With several incidents occurring between 2001 and 2011, the relatively high failure rate of permanent mooring systems is raising a concern in the offshore industry. As a response to this, the paper summarizes various incidents and reviews their failure mechanisms and associated integrity issues. In summary, at least eight (8) incidents involved multiple line breaks; some of them leading to vessel drift. Many more with a single-line breakage were accompanied by similar damage in other lines. Many line failures occurred in their early lives, showing a trend of " infant mortality." Chain, connector and wire rope appear to be the top three components that caused most incidents. Several incidents came as a surprise to industry experts. One particularly surprising finding is the novel nature of the failure mechanisms of some incidents, such as out-of-plane bending, chain hockling/twisting, flawed flash welds, low metal toughness, pitting corrosion, etc. Unknown or new failure mechanisms are troubling because, since they are unanticipated, they cannot be easily detected and prevented with existing integrity practices. This paper critically examines the practices, discusses their limitations and identifies possible improvements, while also highlighting future challenges. To raise the bar for the future reliability of mooring systems, some planned improvements on design codes, taking API Standards as a model, are proposed. A key advocate from the authors is to build a healthier industry by more formally sharing lessons learned, so similar failures can be prevented and mooring integrity can be improved.
Introduction
In the past decade, mooring incidents have been occurring at a high rate.
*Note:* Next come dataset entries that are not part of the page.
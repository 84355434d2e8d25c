use serde::{Deserialize, Serialize};

use crate::scenarios::ScenarioResult;
use crate::{ModelError, Var};

/// Periods shown in the figure: the shock year plus 21 years after it
pub const CHART_PERIODS: usize = 22;

/// How a level is turned into a plotted deviation from the initial steady state
#[derive(Debug, Clone, Copy, PartialEq)]
pub enum Normalization {
    /// `(x - x_ss) / unit`, for flows measured in commodity units
    ShockUnits(f64),
    /// `100 * (x / x_ss - 1)`
    Percent,
    /// `10_000 * (x - x_ss)`, for rates
    BasisPoints,
}

impl Normalization {
    pub fn apply(self, value: f64, steady: f64) -> f64 {
        match self {
            Normalization::ShockUnits(unit) => (value - steady) / unit,
            Normalization::Percent => 100.0 * (value / steady - 1.0),
            Normalization::BasisPoints => 10_000.0 * (value - steady),
        }
    }
}

/// Deviation of every entry of `series` from `steady`
pub fn deviations(series: &[f64], steady: f64, norm: Normalization) -> Vec<f64> {
    series.iter().map(|&x| norm.apply(x, steady)).collect()
}

/// Responses to the purchases shock, in the units of the figure
#[derive(Debug, Clone, Serialize, Deserialize)]
pub struct ImpulseResponses {
    pub periods: Vec<usize>,
    /// Commodity units
    pub output: Vec<f64>,
    pub consumption: Vec<f64>,
    pub investment: Vec<f64>,
    pub government: Vec<f64>,
    /// Percent
    pub hours: Vec<f64>,
    pub wage: Vec<f64>,
    /// Basis points
    pub interest_rate: Vec<f64>,
}

impl ImpulseResponses {
    /// Deviations over the first `periods` periods of the path
    pub fn from_result(result: &ScenarioResult, periods: usize) -> Result<Self, ModelError> {
        let unit = normalising_unit(result)?;
        let periods = periods.min(result.simulation.periods());

        let response = |var: Var, norm: Normalization| -> Result<Vec<f64>, ModelError> {
            let series = result.series(var)?;
            Ok(deviations(
                &series[..periods],
                result.initial_level(var),
                norm,
            ))
        };

        Ok(ImpulseResponses {
            periods: (0..periods).collect(),
            output: response(Var::Y, Normalization::ShockUnits(unit))?,
            consumption: response(Var::C, Normalization::ShockUnits(unit))?,
            investment: response(Var::I, Normalization::ShockUnits(unit))?,
            government: response(Var::Gb, Normalization::ShockUnits(unit))?,
            hours: response(Var::N, Normalization::Percent)?,
            wage: response(Var::W, Normalization::Percent)?,
            interest_rate: response(Var::R, Normalization::BasisPoints)?,
        })
    }

    pub fn len(&self) -> usize {
        self.periods.len()
    }

    pub fn is_empty(&self) -> bool {
        self.periods.is_empty()
    }
}

/// Output multipliers dY/dG
#[derive(Debug, Clone, PartialEq, Serialize, Deserialize)]
pub struct Multipliers {
    /// Output change in the shock period per unit of purchases
    pub impact: f64,
    /// Terminal steady-state output change per unit of the shock
    pub long_run: f64,
    /// Summed output change over summed purchases change
    pub cumulative: f64,
}

impl Multipliers {
    /// Multipliers over periods `1..periods` of the path
    pub fn from_result(result: &ScenarioResult, periods: usize) -> Result<Self, ModelError> {
        normalising_unit(result)?;
        let shock = result.shock_size;
        let y = result.series(Var::Y)?;
        let gb = result.series(Var::Gb)?;
        let y_ss = result.initial_level(Var::Y);
        let gb_ss = result.initial_level(Var::Gb);

        let end = periods.min(y.len()).max(2);
        let dy: f64 = y[1..end].iter().map(|v| v - y_ss).sum();
        let dg: f64 = gb[1..end].iter().map(|v| v - gb_ss).sum();

        let impact_dg = gb[1] - gb_ss;
        for (label, change) in [("impact", impact_dg), ("cumulative", dg)] {
            if change == 0.0 || !change.is_finite() {
                return Err(ModelError::InvalidConfig(format!(
                    "scenario '{}' has {} purchases change {}, no {} multiplier",
                    result.config.name, label, change, label
                )));
            }
        }

        Ok(Multipliers {
            impact: (y[1] - y_ss) / impact_dg,
            long_run: (result.terminal_level(Var::Y) - y_ss) / shock,
            cumulative: dy / dg,
        })
    }
}

/// Goods per plotted commodity unit, rejecting a zero-sized shock
fn normalising_unit(result: &ScenarioResult) -> Result<f64, ModelError> {
    if result.shock_size == 0.0 || !result.shock_size.is_finite() {
        return Err(ModelError::InvalidConfig(format!(
            "scenario '{}' has shock size {}, responses cannot be normalised",
            result.config.name, result.shock_size
        )));
    }
    Ok(result.shock_size / result.config.shock_units)
}

#[cfg(test)]
mod tests {
    use super::*;
    use crate::scenarios::{run_scenario, ScenarioConfig};
    use approx::assert_relative_eq;

    #[test]
    fn normalisations() {
        assert_relative_eq!(Normalization::ShockUnits(0.5).apply(2.0, 1.0), 2.0);
        assert_relative_eq!(Normalization::Percent.apply(1.01, 1.0), 1.0, epsilon = 1e-12);
        assert_relative_eq!(
            Normalization::BasisPoints.apply(0.0655, 0.065),
            5.0,
            epsilon = 1e-9
        );
        assert_eq!(deviations(&[1.0, 1.0], 1.0, Normalization::Percent), vec![0.0, 0.0]);
    }

    #[test]
    fn figure_responses_start_at_zero_and_track_the_shock() {
        let result = run_scenario(ScenarioConfig::baxter_king_figure()).unwrap();
        let irf = result.responses(CHART_PERIODS).unwrap();

        assert_eq!(irf.len(), CHART_PERIODS);
        assert_eq!(irf.periods.last(), Some(&21));
        assert!(irf.output[0].abs() < 1e-9);
        assert!(irf.interest_rate[0].abs() < 1e-6);
        for g in &irf.government[1..] {
            assert_relative_eq!(*g, 1.0, epsilon = 1e-6);
        }
        assert!(irf.hours[1] > 0.0);
        assert!(irf.consumption[1] < 0.0);
    }

    #[test]
    fn lump_sum_long_run_multiplier_matches_closed_form() {
        let result = run_scenario(ScenarioConfig::baxter_king_figure()).unwrap();
        let ss = &result.calibration.steady_state;

        // with w, r and tau fixed, hours are linear in purchases
        let y_n = ss[Var::Y] / ss[Var::N];
        let net_n = (ss[Var::Y] - ss[Var::I]) / ss[Var::N];
        let c_l = ss[Var::C] / ss[Var::L];
        let expected = y_n / (net_n + c_l);

        let m = result.multipliers(CHART_PERIODS).unwrap();
        assert_relative_eq!(m.long_run, expected, max_relative = 1e-6);
        assert!(m.long_run > 1.0 && m.long_run < 1.2);
        assert!(m.impact > 0.0 && m.impact < m.long_run);
        assert!(m.cumulative > m.impact && m.cumulative < m.long_run);
    }

    #[test]
    fn temporary_shock_has_no_long_run_effect() {
        let result = run_scenario(ScenarioConfig::temporary(1)).unwrap();
        let m = result.multipliers(CHART_PERIODS).unwrap();
        assert!(m.long_run.abs() < 1e-9);
        assert!(m.impact > 0.0);
    }

    #[test]
    fn zero_shock_cannot_be_normalised() {
        let mut config = ScenarioConfig::baxter_king_figure();
        config.shock_units = 0.0;
        let result = run_scenario(config).unwrap();
        assert!(matches!(
            result.responses(CHART_PERIODS),
            Err(ModelError::InvalidConfig(_))
        ));
    }

    #[test]
    fn purchases_that_never_move_have_no_multiplier() {
        assert!(matches!(
            run_scenario(ScenarioConfig::temporary(0)),
            Err(ModelError::InvalidConfig(_))
        ));

        // baseline moved onto the shocked level of purchases
        let mut result = run_scenario(ScenarioConfig::temporary(1)).unwrap();
        result.initial.values[Var::Gb.index()] = result.simulation.period(1)[Var::Gb.index()];
        let err = result.multipliers(CHART_PERIODS).unwrap_err();
        assert!(matches!(err, ModelError::InvalidConfig(_)));
        assert!(err.to_string().contains("impact"));
    }
}
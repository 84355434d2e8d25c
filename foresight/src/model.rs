use nalgebra::DMatrix;

/// Values visible to the equations of one period
///
/// `lag`, `cur` and `lead` are full endogenous vectors for periods t-1, t
/// and t+1; `exo` holds the exogenous values of period t.
#[derive(Debug, Clone, Copy)]
pub struct Period<'a> {
    pub lag: &'a [f64],
    pub cur: &'a [f64],
    pub lead: &'a [f64],
    pub exo: &'a [f64],
}

impl<'a> Period<'a> {
    /// Period where lag, current and lead all equal `x`
    pub fn stationary(x: &'a [f64], exo: &'a [f64]) -> Self {
        Period {
            lag: x,
            cur: x,
            lead: x,
            exo,
        }
    }
}

/// A square system of dynamic equations with one lag and one lead
///
/// Implementors write one residual per equation into `out`; a solution is
/// a set of values for which every residual is zero.
pub trait DynamicModel {
    /// Endogenous variable names, in state-vector order
    fn variable_names(&self) -> &[&'static str];

    /// Exogenous variable names, in exogenous-vector order
    fn exo_names(&self) -> &[&'static str];

    /// Equation names, in residual order
    fn equation_names(&self) -> &[&'static str];

    /// Evaluate all residuals of one period
    fn residuals(&self, period: &Period<'_>, out: &mut [f64]);

    fn n_endo(&self) -> usize {
        self.variable_names().len()
    }

    fn n_exo(&self) -> usize {
        self.exo_names().len()
    }

    /// Position of a variable in the state vector
    fn index_of(&self, name: &str) -> Option<usize> {
        self.variable_names().iter().position(|&v| v == name)
    }
}

/// Residual of every named equation for one period
pub fn residual_report<M: DynamicModel + ?Sized>(
    model: &M,
    period: &Period<'_>,
) -> Vec<(&'static str, f64)> {
    let mut out = vec![0.0; model.n_endo()];
    model.residuals(period, &mut out);
    model
        .equation_names()
        .iter()
        .copied()
        .zip(out)
        .collect()
}

/// Jacobian blocks of one period with respect to (lag, current, lead)
pub(crate) struct Blocks {
    pub lag: DMatrix<f64>,
    pub cur: DMatrix<f64>,
    pub lead: DMatrix<f64>,
}

/// Central finite-difference Jacobian of one period's residuals
///
/// Each variable is perturbed by `step * max(1, |x|)`.
pub(crate) fn period_jacobian<M: DynamicModel + ?Sized>(
    model: &M,
    period: &Period<'_>,
    step: f64,
) -> Blocks {
    let n = model.n_endo();
    let mut lag = period.lag.to_vec();
    let mut cur = period.cur.to_vec();
    let mut lead = period.lead.to_vec();
    let mut plus = vec![0.0; n];
    let mut minus = vec![0.0; n];

    let mut blocks = Blocks {
        lag: DMatrix::zeros(n, n),
        cur: DMatrix::zeros(n, n),
        lead: DMatrix::zeros(n, n),
    };

    for slot in 0..3 {
        for j in 0..n {
            let x = match slot {
                0 => lag[j],
                1 => cur[j],
                _ => lead[j],
            };
            let h = step * x.abs().max(1.0);

            set_slot(&mut lag, &mut cur, &mut lead, slot, j, x + h);
            model.residuals(
                &Period {
                    lag: &lag,
                    cur: &cur,
                    lead: &lead,
                    exo: period.exo,
                },
                &mut plus,
            );
            set_slot(&mut lag, &mut cur, &mut lead, slot, j, x - h);
            model.residuals(
                &Period {
                    lag: &lag,
                    cur: &cur,
                    lead: &lead,
                    exo: period.exo,
                },
                &mut minus,
            );
            set_slot(&mut lag, &mut cur, &mut lead, slot, j, x);

            let target = match slot {
                0 => &mut blocks.lag,
                1 => &mut blocks.cur,
                _ => &mut blocks.lead,
            };
            for i in 0..n {
                target[(i, j)] = (plus[i] - minus[i]) / (2.0 * h);
            }
        }
    }

    blocks
}

fn set_slot(lag: &mut [f64], cur: &mut [f64], lead: &mut [f64], slot: usize, j: usize, v: f64) {
    match slot {
        0 => lag[j] = v,
        1 => cur[j] = v,
        _ => lead[j] = v,
    }
}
More than twenty (20) incidents have happened to production vessels that are moored on-site for prolonged duration (typically 15–25 years). Among those, at least eight (8) had multiple line damages, or system failure. Some of them led to vessel drifting. Furthermore, the incidents with single-line breakage often have additional lines that sustained damage and could have also failed prematurely if their degradation went undetected. Some of the incidents were of high consequence, causing the vessel to drift a short distance, riser ruptures, production shutdown and small amount of hydrocarbon release. Some were of substantial consequence, requiring effort to repair or replace damaged lines. These incidents are raising concerns for owners and operators. It is important for the industry to better manage mooring integrity and reduce the number of incidents.